Supporting Python Objects in Dataset Pipeline

View Source On Gitee

Dataset pipeline accepts any Python type as input for some operations(such as user-defined dataset GeneratorDataset、user-defined map augmentation operation、batch(per_batch_map=...)). To achieve this feature, Dataset pipeline uses Python dict to manager different types. The main difference compared to other data types is that Python dict will not be converted to a C++ type, and instead a reference will be maintained in the pipeline.

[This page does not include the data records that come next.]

use std::io;

use async_trait::async_trait;
use log::{debug, info};

use crate::core_ftpcommand::ftpcommand::FtpRequest;
use crate::core_ftpcommand::handlers::{CommandHandler, CommandOutcome};
use crate::reply::{code, Reply, ReplyWriter};
use crate::server::ServerContext;
use crate::session::Session;

/// Handles the MKD (Make Directory) FTP command, following the same
/// resolve / capability / mutate / reply sequence as DELE.
pub struct MkdHandler;

#[async_trait]
impl CommandHandler for MkdHandler {
    fn requires_argument(&self) -> bool {
        true
    }

    async fn execute(
        &self,
        ctx: &ServerContext,
        session: &mut Session,
        request: &FtpRequest,
        reply: &mut ReplyWriter,
    ) -> io::Result<CommandOutcome> {
        let arg = request.argument().unwrap_or_default();

        let dir = match session.fs.resolve(arg).await {
            Ok(dir) => dir,
            Err(err) => {
                debug!("MKD resolution failed for {}: {}", arg, err);
                reply.send(Reply::file_unavailable(arg)).await?;
                return Ok(CommandOutcome::Failure);
            }
        };
        let name = dir.full_name().to_string();

        if dir.exists() {
            reply
                .send(Reply::new(
                    code::FILE_UNAVAILABLE,
                    format!("{}: already exists.", name),
                ))
                .await?;
            return Ok(CommandOutcome::Failure);
        }

        if !dir.can_mkdir() {
            reply.send(Reply::action_not_taken(Some(&name))).await?;
            return Ok(CommandOutcome::Failure);
        }

        if !dir.mkdir().await {
            reply.send(Reply::action_not_taken(Some(&name))).await?;
            return Ok(CommandOutcome::Failure);
        }

        reply
            .send(Reply::new(
                code::PATHNAME_CREATED,
                format!("\"{}\" directory created.", name),
            ))
            .await?;
        info!("User {} created directory {}", session.display_user(), name);
        ctx.stats.record_mkdir();
        Ok(CommandOutcome::Success)
    }
}
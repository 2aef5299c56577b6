use async_trait::async_trait;
use log::warn;

use crate::core_ftpcommand::ftpcommand::FtpRequest;
use crate::reply::ReplyWriter;
use crate::session::Session;

/// Outcome of one hook invocation.
#[derive(Debug, Clone, Copy, PartialEq, Eq)]
pub enum Verdict {
    /// Proceed with normal command processing.
    Continue,
    /// Abort this command with a "not taken" reply; the handler never runs.
    Skip,
    /// Abort this command and force-close the connection, with no reply.
    Disconnect,
}

/// Interception point run before and after every command. Implementations
/// are registered once at startup and invoked, in order, for every command
/// of every session; the request carries the verb. Hooks may write replies
/// of their own through the reply writer.
///
/// A hook that returns an error is treated exactly like a `Disconnect`
/// verdict: a defective plugin can cost the client its connection but can
/// never crash the server or corrupt another session.
#[async_trait]
pub trait PluginHook: Send + Sync {
    async fn on_command_start(
        &self,
        session: &mut Session,
        request: &FtpRequest,
        reply: &mut ReplyWriter,
    ) -> anyhow::Result<Verdict> {
        let _ = (session, request, reply);
        Ok(Verdict::Continue)
    }

    async fn on_command_end(
        &self,
        session: &mut Session,
        request: &FtpRequest,
        reply: &mut ReplyWriter,
    ) -> anyhow::Result<Verdict> {
        let _ = (session, request, reply);
        Ok(Verdict::Continue)
    }
}

/// Ordered hook list shared read-only by all sessions. The chain's verdict
/// is the first non-Continue verdict; later hooks are not invoked for that
/// phase. An empty chain always yields Continue.
#[derive(Default)]
pub struct PluginChain {
    hooks: Vec<Box<dyn PluginHook>>,
}

impl PluginChain {
    pub fn new() -> Self {
        Self::default()
    }

    pub fn push(&mut self, hook: Box<dyn PluginHook>) {
        self.hooks.push(hook);
    }

    pub fn is_empty(&self) -> bool {
        self.hooks.is_empty()
    }

    pub async fn on_command_start(
        &self,
        session: &mut Session,
        request: &FtpRequest,
        reply: &mut ReplyWriter,
    ) -> Verdict {
        for (index, hook) in self.hooks.iter().enumerate() {
            match hook.on_command_start(session, request, reply).await {
                Ok(Verdict::Continue) => {}
                Ok(verdict) => return verdict,
                Err(err) => {
                    warn!(
                        "plugin hook {} failed in {} pre-hook: {:#}",
                        index,
                        request.verb(),
                        err
                    );
                    return Verdict::Disconnect;
                }
            }
        }
        Verdict::Continue
    }

    pub async fn on_command_end(
        &self,
        session: &mut Session,
        request: &FtpRequest,
        reply: &mut ReplyWriter,
    ) -> Verdict {
        for (index, hook) in self.hooks.iter().enumerate() {
            match hook.on_command_end(session, request, reply).await {
                Ok(Verdict::Continue) => {}
                Ok(verdict) => return verdict,
                Err(err) => {
                    warn!(
                        "plugin hook {} failed in {} post-hook: {:#}",
                        index,
                        request.verb(),
                        err
                    );
                    return Verdict::Disconnect;
                }
            }
        }
        Verdict::Continue
    }
}
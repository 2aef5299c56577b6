pub mod connection;
pub mod data;
pub mod network;
pub mod pasv;
pub mod port;
use std::io;

use async_trait::async_trait;

use crate::core_ftpcommand::ftpcommand::FtpRequest;
use crate::core_ftpcommand::handlers::{CommandHandler, CommandOutcome};
use crate::reply::{code, Reply, ReplyWriter};
use crate::server::ServerContext;
use crate::session::Session;

/// Handles the CDUP FTP command: CWD to the parent directory. At the root
/// this is a no-op that still succeeds.
pub struct CdupHandler;

#[async_trait]
impl CommandHandler for CdupHandler {
    async fn execute(
        &self,
        _ctx: &ServerContext,
        session: &mut Session,
        _request: &FtpRequest,
        reply: &mut ReplyWriter,
    ) -> io::Result<CommandOutcome> {
        if !session.fs.change_directory("..").await {
            reply.send(Reply::file_unavailable("..")).await?;
            return Ok(CommandOutcome::Failure);
        }
        let cwd = session.fs.current_directory().to_string();
        reply
            .send(Reply::new(
                code::FILE_ACTION_OKAY,
                format!("Directory changed to \"{}\".", cwd),
            ))
            .await?;
        Ok(CommandOutcome::Success)
    }
}
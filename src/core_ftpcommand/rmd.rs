use std::io;

use async_trait::async_trait;
use log::{debug, info};

use crate::core_ftpcommand::ftpcommand::FtpRequest;
use crate::core_ftpcommand::handlers::{CommandHandler, CommandOutcome};
use crate::reply::{code, Reply, ReplyWriter};
use crate::server::ServerContext;
use crate::session::Session;

/// Handles the RMD (Remove Directory) FTP command.
pub struct RmdHandler;

#[async_trait]
impl CommandHandler for RmdHandler {
    fn requires_argument(&self) -> bool {
        true
    }

    async fn execute(
        &self,
        ctx: &ServerContext,
        session: &mut Session,
        request: &FtpRequest,
        reply: &mut ReplyWriter,
    ) -> io::Result<CommandOutcome> {
        let arg = request.argument().unwrap_or_default();

        let dir = match session.fs.resolve(arg).await {
            Ok(dir) => dir,
            Err(err) => {
                debug!("RMD resolution failed for {}: {}", arg, err);
                reply.send(Reply::file_unavailable(arg)).await?;
                return Ok(CommandOutcome::Failure);
            }
        };
        let name = dir.full_name().to_string();

        if !dir.exists() || !dir.is_directory() {
            reply
                .send(Reply::new(
                    code::FILE_UNAVAILABLE,
                    format!("{}: not a directory.", name),
                ))
                .await?;
            return Ok(CommandOutcome::Failure);
        }

        if !dir.can_delete() {
            reply.send(Reply::action_not_taken(Some(&name))).await?;
            return Ok(CommandOutcome::Failure);
        }

        if !dir.delete().await {
            reply.send(Reply::action_not_taken(Some(&name))).await?;
            return Ok(CommandOutcome::Failure);
        }

        reply
            .send(Reply::file_action_okay(format!(
                "\"{}\" directory removed.",
                name
            )))
            .await?;
        info!("User {} removed directory {}", session.display_user(), name);
        ctx.stats.record_rmdir();
        Ok(CommandOutcome::Success)
    }
}
mod config;
mod constants;
mod core_auth;
mod core_cli;
mod core_ftpcommand;
mod core_log;
mod core_network;
mod core_plugin;
mod core_stats;
mod core_vfs;
mod reply;
mod server;
mod session;
#[cfg(test)]
mod testutil;

use anyhow::{Context, Result};
use clap::Parser;
use log::info;

use crate::config::Config;
use crate::core_cli::Cli;

#[tokio::main]
async fn main() -> Result<()> {
    let args = Cli::parse();

    // Standalone helper: print a bcrypt hash for the config file and exit.
    if let Some(password) = args.hash_password {
        let hash = bcrypt::hash(password, bcrypt::DEFAULT_COST)
            .context("Failed to hash password")?;
        println!("{}", hash);
        return Ok(());
    }

    core_log::logger::init_logging(args.verbose);

    let default_config_path = if cfg!(target_os = "windows") {
        "C:\\ferroftpd\\etc\\ferroftpd.conf"
    } else {
        "/etc/ferroftpd.conf"
    };
    let config_path = if args.config.is_empty() {
        default_config_path
    } else {
        args.config.as_str()
    };

    let mut config = if args.config.is_empty() && !std::path::Path::new(config_path).exists() {
        info!("No configuration at {}; using built-in defaults", config_path);
        Config::default()
    } else {
        Config::load_from_file(config_path)?
    };

    if let Some(port) = args.port {
        config.server.listen_port = port;
    }

    server::run(config).await
}
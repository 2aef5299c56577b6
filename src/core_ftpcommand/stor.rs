use std::io;

use async_trait::async_trait;
use log::{debug, info, warn};
use tokio::io::AsyncWriteExt;

use crate::core_ftpcommand::ftpcommand::FtpRequest;
use crate::core_ftpcommand::handlers::{CommandHandler, CommandOutcome};
use crate::reply::{code, Reply, ReplyWriter};
use crate::server::ServerContext;
use crate::session::Session;

/// Handles the STOR (Store) FTP command. Mirrors RETR with the stream
/// directions swapped; a REST offset turns the store into an append at
/// that position instead of a truncating overwrite.
pub struct StorHandler;

#[async_trait]
impl CommandHandler for StorHandler {
    fn requires_argument(&self) -> bool {
        true
    }

    async fn execute(
        &self,
        ctx: &ServerContext,
        session: &mut Session,
        request: &FtpRequest,
        reply: &mut ReplyWriter,
    ) -> io::Result<CommandOutcome> {
        let arg = request.argument().unwrap_or_default();

        let file = match session.fs.resolve(arg).await {
            Ok(file) => file,
            Err(err) => {
                debug!("STOR resolution failed for {}: {}", arg, err);
                reply.send(Reply::file_unavailable(arg)).await?;
                return Ok(CommandOutcome::Failure);
            }
        };
        let name = file.full_name().to_string();

        if file.is_directory() || !file.can_write() {
            reply.send(Reply::action_not_taken(Some(&name))).await?;
            return Ok(CommandOutcome::Failure);
        }

        let offset = session.take_restart_offset();
        let mut sink = match file.open_write(offset).await {
            Ok(sink) => sink,
            Err(err) => {
                warn!("STOR could not open {}: {}", name, err);
                reply.send(Reply::action_not_taken(Some(&name))).await?;
                return Ok(CommandOutcome::Failure);
            }
        };

        reply
            .send(Reply::new(
                code::FILE_STATUS_OKAY,
                format!("Opening data connection for {}.", name),
            ))
            .await?;

        let mut data = match session.data_channel.open().await {
            Ok(data) => data,
            Err(err) => {
                warn!("STOR data channel failed for {}: {}", name, err);
                reply.send(Reply::cant_open_data_connection()).await?;
                return Ok(CommandOutcome::Failure);
            }
        };

        match tokio::io::copy(&mut data, &mut sink).await {
            Ok(bytes) => {
                sink.flush().await.ok();
                reply
                    .send(Reply::new(
                        code::CLOSING_DATA_CONNECTION,
                        "Transfer complete.",
                    ))
                    .await?;
                info!(
                    "User {} uploaded {} ({} bytes)",
                    session.display_user(),
                    name,
                    bytes
                );
                ctx.stats.record_upload(bytes);
                Ok(CommandOutcome::Success)
            }
            Err(err) => {
                warn!("STOR transfer of {} aborted: {}", name, err);
                reply
                    .send(Reply::new(
                        code::TRANSFER_ABORTED,
                        "Connection closed; transfer aborted.",
                    ))
                    .await?;
                Ok(CommandOutcome::Failure)
            }
        }
    }
}
//! Milestone catalog and line matcher
//!
//! Maps one line of unstructured provisioning/build output to at most one
//! ranked [`Milestone`]. The catalog is split in two tiers that are evaluated
//! in order: container lifecycle lines are checked before domain build lines,
//! because lifecycle output routinely embeds image metadata that mentions
//! build tools (`Pulling from .../dotnet build-image`) and must not be read as
//! a build step.

use regex::Regex;
use serde::{Deserialize, Serialize};
use std::fmt;
use std::sync::LazyLock;

/// Docker build step counters: "[5/17] RUN apt-get ..."
static BUILD_STEP_RE: LazyLock<Regex> = LazyLock::new(|| {
    Regex::new(r"\[(\d+)/(\d+)\]").expect("BUILD_STEP_RE regex should compile")
});

/// A named progress marker inferred from output text.
///
/// Variants are declared in rank order; `rank()` is the catalog position.
#[derive(Debug, Clone, Copy, PartialEq, Eq, Hash, PartialOrd, Ord, Serialize, Deserialize)]
#[serde(rename_all = "snake_case")]
pub enum Milestone {
    PullingImage,
    BuildingImage,
    CreatingContainer,
    ContainerStarted,
    PostCreateSetup,
    PostStartSetup,
    BuildingParsers,
    RestoringPackages,
    Compiling,
    BuildSucceeded,
    StartingServer,
    Ready,
}

/// Evaluation tier of a catalog entry
#[derive(Debug, Clone, Copy, PartialEq, Eq, Serialize, Deserialize)]
#[serde(rename_all = "snake_case")]
pub enum MilestoneTier {
    /// Container image and lifecycle hook events
    Lifecycle,
    /// Build and server events emitted from inside the workspace
    Domain,
}

/// One row of the catalog: a milestone, its tier, and its keyword predicate.
pub struct CatalogEntry {
    pub milestone: Milestone,
    pub tier: MilestoneTier,
    /// Predicate over the trimmed, lowercased line
    matches: fn(&str) -> bool,
}

impl CatalogEntry {
    pub fn matches(&self, lower: &str) -> bool {
        (self.matches)(lower)
    }
}

/// The milestone catalog, ordered by rank.
pub static CATALOG: [CatalogEntry; 12] = [
    CatalogEntry {
        milestone: Milestone::PullingImage,
        tier: MilestoneTier::Lifecycle,
        matches: |l| l.contains("pulling from") || l.contains("pull complete"),
    },
    CatalogEntry {
        milestone: Milestone::BuildingImage,
        tier: MilestoneTier::Lifecycle,
        matches: |l| l.contains("step ") && l.contains("run ") && !l.contains("docker"),
    },
    CatalogEntry {
        milestone: Milestone::CreatingContainer,
        tier: MilestoneTier::Lifecycle,
        matches: |l| l.contains("start: run: docker run"),
    },
    CatalogEntry {
        milestone: Milestone::ContainerStarted,
        tier: MilestoneTier::Lifecycle,
        matches: |l| l.contains("start: run: docker start"),
    },
    CatalogEntry {
        milestone: Milestone::PostCreateSetup,
        tier: MilestoneTier::Lifecycle,
        matches: |l| l.contains("running the postcreatecommand"),
    },
    CatalogEntry {
        milestone: Milestone::PostStartSetup,
        tier: MilestoneTier::Lifecycle,
        matches: |l| l.contains("running the poststartcommand"),
    },
    CatalogEntry {
        milestone: Milestone::BuildingParsers,
        tier: MilestoneTier::Domain,
        matches: |l| l.contains("tree-sitter") || l.contains("tree_sitter"),
    },
    CatalogEntry {
        milestone: Milestone::RestoringPackages,
        tier: MilestoneTier::Domain,
        matches: |l| l.contains("restoring"),
    },
    CatalogEntry {
        milestone: Milestone::Compiling,
        tier: MilestoneTier::Domain,
        matches: |l| l.contains("dotnet build") || (l.contains(".sln") && !l.contains("docker")),
    },
    CatalogEntry {
        milestone: Milestone::BuildSucceeded,
        tier: MilestoneTier::Domain,
        matches: |l| l.contains("build succeeded"),
    },
    CatalogEntry {
        milestone: Milestone::StartingServer,
        tier: MilestoneTier::Domain,
        matches: |l| l.contains("build-server") || l.contains("now listening on:"),
    },
    CatalogEntry {
        milestone: Milestone::Ready,
        tier: MilestoneTier::Domain,
        matches: |l| {
            l.contains("shipit ready")
                || l.contains("ready to ship")
                || l.contains("initial compile succeeded")
                || l.contains("done reloading packages")
        },
    },
];

const TIER_ORDER: [MilestoneTier; 2] = [MilestoneTier::Lifecycle, MilestoneTier::Domain];

impl Milestone {
    /// Catalog rank, starting at 1. Zero is reserved for "nothing seen yet".
    pub fn rank(self) -> u32 {
        self as u32 + 1
    }

    pub fn tier(self) -> MilestoneTier {
        CATALOG[self as usize].tier
    }

    /// Short display label
    pub fn label(self) -> &'static str {
        match self {
            Self::PullingImage => "pulling image",
            Self::BuildingImage => "building image",
            Self::CreatingContainer => "creating container",
            Self::ContainerStarted => "container started",
            Self::PostCreateSetup => "post-create setup",
            Self::PostStartSetup => "post-start setup",
            Self::BuildingParsers => "building parsers",
            Self::RestoringPackages => "restoring packages",
            Self::Compiling => "compiling",
            Self::BuildSucceeded => "build succeeded",
            Self::StartingServer => "starting server",
            Self::Ready => "ready",
        }
    }

    /// Number of milestones in the catalog
    pub fn count() -> usize {
        CATALOG.len()
    }
}

impl fmt::Display for Milestone {
    fn fmt(&self, f: &mut fmt::Formatter<'_>) -> fmt::Result {
        f.write_str(self.label())
    }
}

/// Match one line against the catalog.
///
/// The first tier with any match wins; inside that tier the highest-ranked
/// match is returned.
pub fn match_line(line: &str) -> Option<Milestone> {
    let trimmed = line.trim();
    if trimmed.is_empty() {
        return None;
    }
    let lower = trimmed.to_lowercase();

    TIER_ORDER.iter().find_map(|tier| {
        CATALOG
            .iter()
            .rev()
            .filter(|entry| entry.tier == *tier)
            .find(|entry| entry.matches(&lower))
            .map(|entry| entry.milestone)
    })
}

/// Image build step counter ("[5/17]"), reported separately from milestones.
#[derive(Debug, Clone, Copy, PartialEq, Eq, Serialize, Deserialize)]
pub struct BuildStep {
    pub current: u32,
    pub total: u32,
}

impl fmt::Display for BuildStep {
    fn fmt(&self, f: &mut fmt::Formatter<'_>) -> fmt::Result {
        write!(f, "build [{}/{}]", self.current, self.total)
    }
}

/// Extract a `[n/m]` build step counter from a line, if present.
pub fn parse_build_step(line: &str) -> Option<BuildStep> {
    let caps = BUILD_STEP_RE.captures(line)?;
    let current = caps.get(1)?.as_str().parse().ok()?;
    let total = caps.get(2)?.as_str().parse().ok()?;
    if total == 0 || current > total {
        return None;
    }
    Some(BuildStep { current, total })
}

Note that while currently Dataset pipeline supports to recognize dict objects, you can also wrap other Python types inside a dictionary and send them to Dataset pipeline to achieve the same behavior. This article describes how to construct dictionary type to Dataset pipeline and acquire through iterator.

Sending Python dict to Dataset Pipeline

Sending Python dict objects to the Dataset pipeline is possible through different methods:

  1. using a GeneratorDataset, the user can customize it to return a dict object, or

  2. within a Python callable object used in a map operation, the user can customize it to return a dict object, or

  3. similarly, customize the per_batch_map function of a batch operation to return a dict object.

Processing dict with GeneratorDataset

Here is an example of sending dict objects to the Dataset pipeline using GeneratorDataset.

In the example, my_generator returns 2 elements, corresponding to 2 data columns, where the dictionary is considered as col1. Specifically, the rules for data processing pipelines typically check whether the return value can be converted to a NumPy type, but no typecast check if the return value is a dictionary. Furthermore, there is no limit on the internal items it stores (number and type of keys/values).

import mindspore.dataset as ds

def my_generator():
    for i in range(5):
        col1 = {"number": i, "square": i ** 2}
        col2 = i
        yield col1, col2

data = ds.GeneratorDataset(source=my_generator, column_names=["col1", "col2"])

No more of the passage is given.